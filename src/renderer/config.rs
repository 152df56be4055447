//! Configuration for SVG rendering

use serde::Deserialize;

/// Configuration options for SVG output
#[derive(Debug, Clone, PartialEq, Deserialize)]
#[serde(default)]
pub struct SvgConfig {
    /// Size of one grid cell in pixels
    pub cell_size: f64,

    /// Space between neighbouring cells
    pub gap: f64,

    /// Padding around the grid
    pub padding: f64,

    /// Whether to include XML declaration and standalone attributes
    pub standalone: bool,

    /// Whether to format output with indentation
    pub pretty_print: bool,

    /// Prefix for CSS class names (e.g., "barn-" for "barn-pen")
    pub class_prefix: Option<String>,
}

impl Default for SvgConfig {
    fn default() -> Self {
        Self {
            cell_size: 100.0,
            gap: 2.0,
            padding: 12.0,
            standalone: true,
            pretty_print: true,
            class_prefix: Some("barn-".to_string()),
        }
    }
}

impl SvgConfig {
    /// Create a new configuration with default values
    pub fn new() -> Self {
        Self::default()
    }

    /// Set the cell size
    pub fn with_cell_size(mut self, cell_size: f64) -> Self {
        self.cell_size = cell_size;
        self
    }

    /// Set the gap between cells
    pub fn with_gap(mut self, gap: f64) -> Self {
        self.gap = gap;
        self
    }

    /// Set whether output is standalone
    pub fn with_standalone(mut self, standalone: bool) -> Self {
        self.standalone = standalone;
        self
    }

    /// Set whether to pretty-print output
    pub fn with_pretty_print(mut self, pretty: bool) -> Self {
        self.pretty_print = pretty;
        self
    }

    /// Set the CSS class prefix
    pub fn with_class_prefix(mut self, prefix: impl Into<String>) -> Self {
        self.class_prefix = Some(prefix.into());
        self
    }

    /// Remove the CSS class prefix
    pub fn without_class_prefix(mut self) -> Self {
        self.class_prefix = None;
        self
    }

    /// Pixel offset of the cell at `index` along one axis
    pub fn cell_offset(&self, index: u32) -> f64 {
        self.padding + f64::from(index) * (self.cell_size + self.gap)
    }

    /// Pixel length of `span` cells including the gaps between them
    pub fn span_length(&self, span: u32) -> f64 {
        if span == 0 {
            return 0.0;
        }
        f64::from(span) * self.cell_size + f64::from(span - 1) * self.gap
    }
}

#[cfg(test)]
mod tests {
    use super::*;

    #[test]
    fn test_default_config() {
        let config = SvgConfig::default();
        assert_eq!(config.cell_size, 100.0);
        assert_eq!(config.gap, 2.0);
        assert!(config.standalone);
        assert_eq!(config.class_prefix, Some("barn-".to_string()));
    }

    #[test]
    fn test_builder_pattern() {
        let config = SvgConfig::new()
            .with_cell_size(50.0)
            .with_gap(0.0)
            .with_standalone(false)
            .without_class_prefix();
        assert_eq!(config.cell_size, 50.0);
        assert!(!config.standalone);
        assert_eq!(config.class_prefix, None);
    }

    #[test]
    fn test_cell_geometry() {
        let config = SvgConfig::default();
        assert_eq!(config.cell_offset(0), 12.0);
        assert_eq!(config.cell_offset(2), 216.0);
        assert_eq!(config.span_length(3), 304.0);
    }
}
----
**PROBLEM TO WORK ON**
Reproduce every record exactly, line by line.

**EXERCISE RESPONSE**
filename src/renderer/config.rs
repository 152df56be4055447
//! Configuration for SVG rendering

use serde::Deserialize;

/// Configuration options for SVG output
#[derive(Debug, Clone, PartialEq, Deserialize)]
#[serde(default)]
pub struct SvgConfig {
    /// Size of one grid cell in pixels
    pub cell_size: f64,

    /// Space between neighbouring cells
    pub gap: f64,

    /// Padding around the grid
    pub padding: f64,

    /// Whether to include XML declaration and standalone attributes
    pub standalone: bool,

    /// Whether to format output with indentation
    pub pretty_print: bool,

    /// Prefix for CSS class names (e.g., "barn-" for "barn-pen")
    pub class_prefix: Option<String>,
}

impl Default for SvgConfig {
    fn default() -> Self {
        Self {
            cell_size: 100.0,
            gap: 2.0,
            padding: 12.0,
            standalone: true,
            pretty_print: true,
            class_prefix: Some("barn-".to_string()),
        }
    }
}

impl SvgConfig {
    /// Create a new configuration with default values
    pub fn new() -> Self {
        Self::default()
    }

    /// Set the cell size
    pub fn with_cell_size(mut self, cell_size: f64) -> Self {
        self.cell_size = cell_size;
        self
    }

    /// Set the gap between cells
    pub fn with_gap(mut self, gap: f64) -> Self {
        self.gap = gap;
        self
    }

    /// Set whether output is standalone
    pub fn with_standalone(mut self, standalone: bool) -> Self {
        self.standalone = standalone;
        self
    }

    /// Set whether to pretty-print output
    pub fn with_pretty_print(mut self, pretty: bool) -> Self {
        self.pretty_print = pretty;
        self
    }

    /// Set the CSS class prefix
    pub fn with_class_prefix(mut self, prefix: impl Into<String>) -> Self {
        self.class_prefix = Some(prefix.into());
        self
    }

    /// Remove the CSS class prefix
    pub fn without_class_prefix(mut self) -> Self {
        self.class_prefix = None;
        self
    }

    /// Pixel offset of the cell at `index` along one axis
    pub fn cell_offset(&self, index: u32) -> f64 {
        self.padding + f64::from(index) * (self.cell_size + self.gap)
    }

    /// Pixel length of `span` cells including the gaps between them
    pub fn span_length(&self, span: u32) -> f64 {
        if span == 0 {
            return 0.0;
        }
        f64::from(span) * self.cell_size + f64::from(span - 1) * self.gap
    }
}

#[cfg(test)]
mod tests {
    use super::*;

    #[test]
    fn test_default_config() {
        let config = SvgConfig::default();
        assert_eq!(config.cell_size, 100.0);
        assert_eq!(config.gap, 2.0);
        assert!(config.standalone);
        assert_eq!(config.class_prefix, Some("barn-".to_string()));
    }

    #[test]
    fn test_builder_pattern() {
        let config = SvgConfig::new()
            .with_cell_size(50.0)
            .with_gap(0.0)
            .with_standalone(false)
            .without_class_prefix();
        assert_eq!(config.cell_size, 50.0);
        assert!(!config.standalone);
        assert_eq!(config.class_prefix, None);
    }

    #[test]
    fn test_cell_geometry() {
        let config = SvgConfig::default();
        assert_eq!(config.cell_offset(0), 12.0);
        assert_eq!(config.cell_offset(2), 216.0);
        assert_eq!(config.span_length(3), 304.0);
    }
}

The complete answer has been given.